Member of the Parliament of England for St Ives
- In office 8 December 1702 – 1705
- Preceded by: Richard Chaundler
- Succeeded by: John Borlase

Personal details
- Spouse(s): Mary Pitt (1st wife) Diana Howard (2nd wife)
- Parent: George Pitt (father)
- Relatives: George Pitt (brother)

= John Pitt (died 1731) =

English politician

John Pitt (c. 1673–1731) was an English Tory politician who sat in the House of Commons. He was a member of the Pitt family.

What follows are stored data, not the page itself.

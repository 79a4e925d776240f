//! `pox update` - re-resolve `composer.json` against the newest versions
//! allowed by its constraints, ignoring any versions pinned in
//! composer.lock. Restricting to named packages limits which packages the
//! solver is allowed to move; everything else stays fixed where possible.

use std::path::PathBuf;

use anyhow::Result;
use clap::Args;

use pox_pm::repository::InstalledRepository;
use pox_pm::{LockFile, Policy, Solver};

use super::{build_repository_manager, load_lock, load_manifest, print_transaction, write_lock};

#[derive(Args, Debug)]
pub struct UpdateArgs {
    /// Package names to update; empty means update everything.
    pub packages: Vec<String>,

    /// Show what would change without writing composer.lock.
    #[arg(long)]
    pub dry_run: bool,

    /// Print the full transaction summary.
    #[arg(long)]
    pub verbose: bool,

    #[arg(long)]
    pub prefer_source: bool,

    #[arg(long)]
    pub no_recommends: bool,

    #[arg(long)]
    pub install_suggests: bool,

    /// Directory containing composer.json.
    #[arg(short = 'd', long, default_value = ".")]
    pub working_dir: PathBuf,
}

pub fn execute(args: UpdateArgs) -> Result<i32> {
    let _ = (args.prefer_source, args.no_recommends, args.install_suggests);

    let manifest = load_manifest(&args.working_dir)?;
    let lock = load_lock(&args.working_dir)?;

    let mut manager = build_repository_manager(&manifest);
    if let Some(lock) = &lock {
        manager.set_installed(InstalledRepository::from_packages(lock.locked_packages()));
    }

    let (pool, present_ids) = manager.build_pool_with_installed_ids();
    let policy = Policy::new().prefer_stable(manifest.prefer_stable);

    let mut request = manifest.to_request();
    request.fix(manifest.root_package());
    if args.packages.is_empty() {
        request.update_all();
    } else {
        request.update(args.packages.clone());
        for name in &args.packages {
            request.update_package(name.clone());
        }
    }

    log::debug!("solving with {} package(s) already installed", present_ids.len());
    let result = Solver::new(&pool, &policy).solve(&request).map_err(pox_pm::ComposerError::from)?;
    log::info!("solved: {} package(s) in the result set", result.installed.len());
    let transaction = pox_pm::Transaction::from_solver_result(&pool, &present_ids, &result.installed);

    print_transaction(&transaction, args.verbose);

    if !args.dry_run {
        let lock_file = LockFile::from_resolved(&pool, &result.installed, &manifest);
        write_lock(&args.working_dir, &lock_file)?;
    }

    Ok(0)
}
use serde::{Deserialize, Serialize};

/// What relationship a `Link` expresses between its source and target package.
///
/// The rule generator turns every `Require`/`Conflict`/`Provide`/`Replace`
/// entry on a candidate package into exactly one of these before it ever
/// becomes a `Rule`; `DevRequire` links only enter the pool when the request
/// was built `with_dev(true)`.
#[derive(Debug, Clone, Copy, PartialEq, Eq, Hash, Serialize, Deserialize)]
#[serde(rename_all = "lowercase")]
pub enum LinkType {
    #[serde(rename = "requires")]
    Require,
    #[serde(rename = "devRequires")]
    DevRequire,
    #[serde(rename = "provides")]
    Provide,
    #[serde(rename = "conflicts")]
    Conflict,
    #[serde(rename = "replaces")]
    Replace,
}

/// A directed edge from one package name to another, carrying the version
/// constraint that must hold for the edge to be satisfied.
///
/// `alias.rs` mints one of these per require/require-dev/conflict/provide/
/// replace entry on the package an `AliasPackage` wraps, and `rule_generator.rs`
/// mints one per dependency a candidate's `Package::require` names; both feed
/// straight into rule generation, and `Problem` rendering reads `source`/
/// `target`/`pretty_constraint()` back out when explaining why a rule fired.
#[derive(Debug, Clone, PartialEq, Eq, Serialize, Deserialize)]
pub struct Link {
    pub source: String,
    pub target: String,
    pub constraint: String,
    #[serde(skip_serializing_if = "Option::is_none")]
    pub pretty_constraint: Option<String>,
    #[serde(rename = "type")]
    pub link_type: LinkType,
}

impl Link {
    pub fn new(source: impl Into<String>, target: impl Into<String>, constraint: impl Into<String>, link_type: LinkType) -> Self {
        let source = source.into().to_lowercase();
        let target = target.into().to_lowercase();
        let constraint = constraint.into();
        Self { source, target, pretty_constraint: Some(constraint.clone()), constraint, link_type }
    }

    /// The constraint string `Problem` should show the user, which is always
    /// just `constraint` today - the field exists separately so a future
    /// alias or branch link can substitute something more readable without
    /// disturbing what the solver actually evaluates.
    pub fn pretty_constraint(&self) -> &str {
        self.pretty_constraint.as_deref().unwrap_or(&self.constraint)
    }
}

#[cfg(test)]
mod tests {
    use super::*;

    #[test]
    fn new_lowercases_both_package_names() {
        let link = Link::new("My/Package", "Vendor/Library", "^1.0", LinkType::Require);
        assert_eq!(link.source, "my/package");
        assert_eq!(link.target, "vendor/library");
    }

    #[test]
    fn pretty_constraint_falls_back_to_constraint() {
        let link = Link::new("a/b", "c/d", ">=2.0,<3.0", LinkType::Conflict);
        assert_eq!(link.pretty_constraint(), ">=2.0,<3.0");
    }

    #[test]
    fn conflict_link_round_trips_its_type_through_json() {
        let conflict = Link::new("a/b", "c/d", "*", LinkType::Conflict);
        let json = serde_json::to_string(&conflict).unwrap();
        assert!(json.contains("\"conflicts\""));
        let parsed: Link = serde_json::from_str(&json).unwrap();
        assert_eq!(parsed, conflict);
    }

    #[test]
    fn provide_link_serializes_with_its_own_type_tag() {
        let provide = Link::new("a/b", "c/d", "*", LinkType::Provide);
        assert!(serde_json::to_string(&provide).unwrap().contains("\"provides\""));
    }
}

Pitt was the second surviving son of George Pitt. He was educated at Balliol College, Oxford, matriculating on 16 October 1690, and the Inner Temple from 1693. In 1699 he was returned as a member of parliament for Stockbridge. He was a High Tory and likely a Jacobite, and was rumored to have kissed the hands of James II and James Francis Edward Stuart on a visit to Paris in August 1700. The Earl of Manchester reported that Pitt was "much with the Jacobites". In 1702 he was elected (on petition) to represent St Ives, likely on the interest of his father-in-law, Henry Howard, 5th Earl of Suffolk. He was an opponent of the Tack in November 1704 and did not seek re-election at the 1705 English general election. He served as High Sheriff of Suffolk in 1721.